Erweiterung der haftenden Wirtschaftsakteure
Wie bisher sind Hersteller und Quasi-Hersteller des Produkts oder einer Komponente die primären Haftungsadressaten. Hat der Hersteller keinen Sitz innerhalb der EU, haften der Einführer und der Bevollmächtigte des Herstellers und, wenn es weder Einführer noch Bevollmächtigten gibt, der Fulfillment-Dienstleister. Sind auch diese nicht verfügbar, können schließlich Lieferanten und Anbieter von Online-Plattformen in Anspruch genommen werden.
Der Schadensersatzanspruch umfasst ausdrücklich alle Vermögensschäden und erstreckt sich auch auf immaterielle Schäden, soweit diese nach nationalem Recht ersatzfähig sind. Als Schaden wird nun auch die Vernichtung oder Beschädigung von Daten anerkannt, die nicht für berufliche Zwecke verwendet werden. Als Personenschaden gilt nunmehr ebenfalls eine medizinisch anerkannte Beeinträchtigung der psychischen Gesundheit. Für Schäden an anderen Sachen als dem fehlerhaften Produkt selbst entfällt die bisherige Selbstbeteiligung von 500 Euro. Auch die bisherige Haftungshöchstgrenze von 85 Millionen Euro für Schäden durch Tod oder Körperverletzung wurde gestrichen, was eine Erleichterung für die Geschädigten und eine Verschärfung für die haftenden Wirtschaftsakteure bedeutet.

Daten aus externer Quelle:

//! Configuration loading and round-trip tests.

use geolens::config::Config;
use std::time::Duration;

#[test]
fn test_defaults() {
    let config = Config::default();
    assert_eq!(config.endpoint, "http://127.0.0.1:8000");
    assert_eq!(
        config.flag_base_url,
        "https://Malith-Rukshan.github.io/animated-country-flags/tgs"
    );
    assert_eq!(config.placeholder_interval(), Duration::from_millis(3000));
    assert_eq!(config.copy_feedback_window(), Duration::from_millis(1500));
    assert_eq!(config.window_width, 960);
    assert_eq!(config.window_height, 640);
    assert_eq!(config.example_ips.len(), 6);
}

// Environment-variable redirection is process-wide, so everything touching
// GEOLENS_CONFIG_DIR lives in this one test.
#[test]
fn test_load_creates_then_reloads_config_file() {
    let temp_dir = tempfile::TempDir::new().expect("Failed to create temp dir");
    unsafe {
        std::env::set_var("GEOLENS_CONFIG_DIR", temp_dir.path());
    }

    // First load writes the default file.
    let config = Config::load().expect("initial load");
    let config_path = Config::config_path();
    assert!(config_path.exists());
    assert_eq!(config.endpoint, Config::default().endpoint);

    // Edits persist through save/load.
    let mut edited = config;
    edited.endpoint = "https://geo.example".to_string();
    edited.placeholder_interval_ms = 5000;
    edited.save().expect("save");

    let reloaded = Config::load().expect("reload");
    assert_eq!(reloaded.endpoint, "https://geo.example");
    assert_eq!(reloaded.placeholder_interval(), Duration::from_millis(5000));

    // A hand-written partial file fills the rest with defaults.
    std::fs::write(&config_path, "endpoint: \"http://10.0.0.1:8000\"\n").unwrap();
    let partial = Config::load().expect("partial load");
    assert_eq!(partial.endpoint, "http://10.0.0.1:8000");
    assert_eq!(partial.copy_feedback_ms, 1500);
    assert_eq!(partial.example_ips.len(), 6);

    unsafe {
        std::env::remove_var("GEOLENS_CONFIG_DIR");
    }
}

#[test]
fn test_yaml_round_trip_preserves_fields() {
    let mut config = Config::default();
    config.example_ips = vec!["203.0.113.7".to_string()];
    config.window_width = 1200;

    let yaml = serde_yaml_ng::to_string(&config).unwrap();
    let parsed: Config = serde_yaml_ng::from_str(&yaml).unwrap();
    assert_eq!(parsed.example_ips, vec!["203.0.113.7".to_string()]);
    assert_eq!(parsed.window_width, 1200);
}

Angesichts der Schwierigkeiten, Produktfehler beziehungsweise deren Ursächlichkeit für einen Schaden zu beweisen, sieht die ProdHaftRL Verfahrenserleichterungen vor. Hat der Kläger Tatsachen vorgetragen und Beweismittel vorgelegt, die einen Anspruch plausibel erscheinen lassen, kann das Gericht den Beklagten verpflichten, Beweismittel offenzulegen. Die Fehlerhaftigkeit des Produkts wird vermutet, wenn der Geschädigte nachweist, dass das Produkt nicht den gesetzlichen Produktsicherheitsanforderungen entspricht. Gleiches gilt, wenn der Beklagte seiner Pflicht zur Offenlegung relevanter Beweismittel nicht nachgekommen ist.
Fazit
Nach Inkrafttreten der ProdHaftRL sind die Mitgliedstaaten verpflichtet, diese innerhalb von zwei Jahren umzusetzen. Da bei Nichteinhaltung der gesetzlichen Sicherheitsanforderungen ein Produktfehler vermutet wird, sollten Hersteller zur Vermeidung von Haftungsrisiken die Zeit nutzen, um die neuen gesetzlichen Sicherheitsanforderungen wie die des CRA umzusetzen. Insbesondere bei Produkten mit digitalen Elementen und Software ist zu beachten, dass das Inverkehrbringen keine Zäsur darstellt, nach der die Verantwortung endet. Vielmehr müssen Hersteller mit Maßnahmen wie Sicherheitsupdates dafür sorgen, dass die Produkte fehlerfrei bleiben. Aber auch andere Marktteilnehmer, etwa Importeure, sollten prüfen, ob sie in Anspruch genommen werden können.